Ultimately, rule induction is a multi-objective optimization problem, where the goals are to extract as few and as simple as possible rules that are as accurate as possible. This then will result in rules with the best possible generalization performance (i.e. rules do not overfit the training data) and that are easily interpretable.

This project will see the development of a set-based particle swarm optimization (SBPSO) algorithm to extract rules from datasets. The universe will be the set of possible selectors, and the candidate solutions (i.e. particles) will antecedants of the rules. As for covering algorithms, rules will be extracted per class. Since each particle will represent only one rule, a challenge will be to develop an approach to produce a set of such rules, i.e. a disjunction of antecedants per class.

It will be expected that the code be implemented in CIlib, an opensource library implemented in scala.

This is a research project, that will very likely lead to publications.

Prerequisite: Students are advised to do Artificial Intelligence 791.

AE10: Fitness Landscape Analysis of Higher-Order Neural Networks

Higher-order neural networks (NNs) have higher-order transformations of input signals. One type of higher-order NNs is a product unit NN (PUNN) or pi-sigma NN. A PUNN has product units in the hidden layer, where the net input signal is a product of highly non-linear transformations of the input signal. Hidden units use linear activation functions in both the input and the output layers. The output layer makes use of summation units, where the net input signal is calculated as a weighted sum over the input signals.

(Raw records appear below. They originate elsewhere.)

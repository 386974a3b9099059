//! Inline rendering: code spans, images, links, emphasis and strikethrough
//! inside a single block's text.
//!
//! Code spans are pulled out before escaping and before any rule runs, so
//! their content is never interpreted as markup. Tags emitted by a rule can be
//! set aside the same way with [`InlineContext::protect`], which keeps later
//! rules from rewriting attribute values such as `target="_blank"`.
//! Everything set aside comes back in one final pass.

use once_cell::sync::Lazy;
use regex::{Captures, Regex};

use crate::options::MarkdownOptions;
use crate::rules::Rules;
use crate::utilities::escape_html;

/// Delimits a placeholder. Neither the escaper nor any built-in rule touches
/// it, and it is stripped from input before extraction.
const PLACEHOLDER_MARK: char = '\u{1A}';

static CODE_SPAN_RE: Lazy<Regex> = Lazy::new(|| Regex::new(r"`([^`]+)`").unwrap());

static PLACEHOLDER_RE: Lazy<Regex> = Lazy::new(|| Regex::new(r"\x1A(\d+)\x1A").unwrap());

#[derive(Debug)]
enum Fragment {
    /// Raw code-span content, escaped on restore
    Code(String),
    /// Finished HTML emitted by a rule
    Markup(String),
}

/// Per-call state for one inline render.
///
/// Holds the options and an arena of set-aside fragments addressed by
/// position. Dropped when the render returns.
#[derive(Debug)]
pub struct InlineContext<'a> {
    options: &'a MarkdownOptions,
    fragments: Vec<Fragment>,
}

impl<'a> InlineContext<'a> {
    pub fn new(options: &'a MarkdownOptions) -> Self {
        Self {
            options,
            fragments: Vec::new(),
        }
    }

    pub fn options(&self) -> &MarkdownOptions {
        self.options
    }

    /// Set `html` aside and return the placeholder that stands in for it
    pub fn protect(&mut self, html: String) -> String {
        self.push(Fragment::Markup(html))
    }

    fn push(&mut self, fragment: Fragment) -> String {
        let id = self.fragments.len();
        self.fragments.push(fragment);
        format!("{PLACEHOLDER_MARK}{id}{PLACEHOLDER_MARK}")
    }

    /// Replace every code span in `text` with a placeholder
    fn extract_code_spans(&mut self, text: &str) -> String {
        CODE_SPAN_RE
            .replace_all(text, |caps: &Captures<'_>| {
                self.push(Fragment::Code(caps[1].to_string()))
            })
            .into_owned()
    }

    /// Swap every placeholder back for the fragment it stands for
    pub fn restore(&self, text: &str) -> String {
        if self.fragments.is_empty() {
            return text.to_string();
        }
        PLACEHOLDER_RE
            .replace_all(text, |caps: &Captures<'_>| {
                let fragment = caps[1]
                    .parse::<usize>()
                    .ok()
                    .and_then(|id| self.fragments.get(id));
                match fragment {
                    Some(Fragment::Code(code)) => format!("<code>{}</code>", escape_html(code)),
                    // A fragment only ever refers to fragments created before it
                    Some(Fragment::Markup(html)) => self.restore(html),
                    None => String::new(),
                }
            })
            .into_owned()
    }
}

/// Render one span of inline Markdown to HTML.
///
/// Runs code-span extraction, escaping, every rule in `rules` (in order), and
/// restoration. Never fails; empty input gives empty output.
pub(crate) fn render_inline(text: &str, rules: &Rules, options: &MarkdownOptions) -> String {
    if text.is_empty() {
        return String::new();
    }

    let text = text.replace(PLACEHOLDER_MARK, "");

    let mut ctx = InlineContext::new(options);
    let extracted = ctx.extract_code_spans(&text);

    let mut html = escape_html(&extracted);
    for rule in rules.iter() {
        html = rule.apply(&html, &mut ctx);
    }

    ctx.restore(&html)
}

#[cfg(test)]
mod tests {
    use super::*;

    fn render(text: &str) -> String {
        render_inline(text, &Rules::new(), &MarkdownOptions::default())
    }

    #[test]
    fn test_empty() {
        assert_eq!(render(""), "");
    }

    #[test]
    fn test_plain_text_is_escaped() {
        assert_eq!(render("1 < 2 & 3 > 2"), "1 &lt; 2 &amp; 3 &gt; 2");
        assert_eq!(render("<script>"), "&lt;script&gt;");
    }

    #[test]
    fn test_code_span_is_literal() {
        assert_eq!(render("`*x*`"), "<code>*x*</code>");
    }

    #[test]
    fn test_code_span_content_is_escaped_once() {
        assert_eq!(render("`a<b>&c`"), "<code>a&lt;b&gt;&amp;c</code>");
    }

    #[test]
    fn test_several_code_spans() {
        assert_eq!(
            render("Obtain `index.html`, `README.md`, and `LICENSE` files."),
            "Obtain <code>index.html</code>, <code>README.md</code>, and <code>LICENSE</code> files."
        );
    }

    #[test]
    fn test_unmatched_backtick_is_literal() {
        assert_eq!(render("a ` b"), "a ` b");
    }

    #[test]
    fn test_bold_then_emphasis() {
        assert_eq!(
            render("**bold** and *em*"),
            "<strong>bold</strong> and <em>em</em>"
        );
    }

    #[test]
    fn test_triple_delimiter_resolves_bold_first() {
        assert_eq!(render("***both***"), "<strong><em>both</strong></em>");
    }

    #[test]
    fn test_lone_delimiter_is_literal() {
        assert_eq!(render("2 * 3"), "2 * 3");
    }

    #[test]
    fn test_strikethrough() {
        assert_eq!(render("~~old~~ new"), "<del>old</del> new");
    }

    #[test]
    fn test_link() {
        assert_eq!(
            render("[LICENSE](LICENSE)"),
            r#"<a href="LICENSE" target="_blank" rel="noopener">LICENSE</a>"#
        );
    }

    #[test]
    fn test_link_with_title() {
        assert_eq!(
            render(r#"[x](http://a.b "Home")"#),
            r#"<a href="http://a.b" target="_blank" rel="noopener" title="Home">x</a>"#
        );
    }

    #[test]
    fn test_link_label_gets_emphasis() {
        assert_eq!(
            render("[**x**](/y)"),
            r#"<a href="/y" target="_blank" rel="noopener"><strong>x</strong></a>"#
        );
    }

    #[test]
    fn test_two_links_keep_their_attributes() {
        assert_eq!(
            render("[a](/a_1) and [b](/b_2)"),
            concat!(
                r#"<a href="/a_1" target="_blank" rel="noopener">a</a> and "#,
                r#"<a href="/b_2" target="_blank" rel="noopener">b</a>"#
            )
        );
    }

    #[test]
    fn test_image_inside_link() {
        assert_eq!(
            render("[![logo](logo.png)](http://a.b)"),
            r#"<a href="http://a.b" target="_blank" rel="noopener"><img src="logo.png" alt="logo"></a>"#
        );
    }

    #[test]
    fn test_placeholder_mark_in_input_is_dropped() {
        assert_eq!(render("a\u{1A}0\u{1A}b"), "a0b");
    }
}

Product units have the advantage that non-linear relationships are easier to approaximate, with more accurate results and less product units are necessary than summation units. The consequence is then less complex NN architectures. Product units do, however, have a significant impact on the NN loss landscape (error surface), resulting in steeper gradients, and possibly more local minima and plateaus.

The objective of this study is to analyze the impact of product units by conducting a fitness landscape and loss-gradient cloud analysis of the NN fitness landscape, in comparison of the fitness landscape produced by summation units. The study will then proceed to evaluate the performance of a number of NN training algorithms, and to map performance of these training algorithms to the observed fitness landscape characteristics.

Prerequisite: Students are advised to do Artificial Intelligence 791 and Machine Learning 741.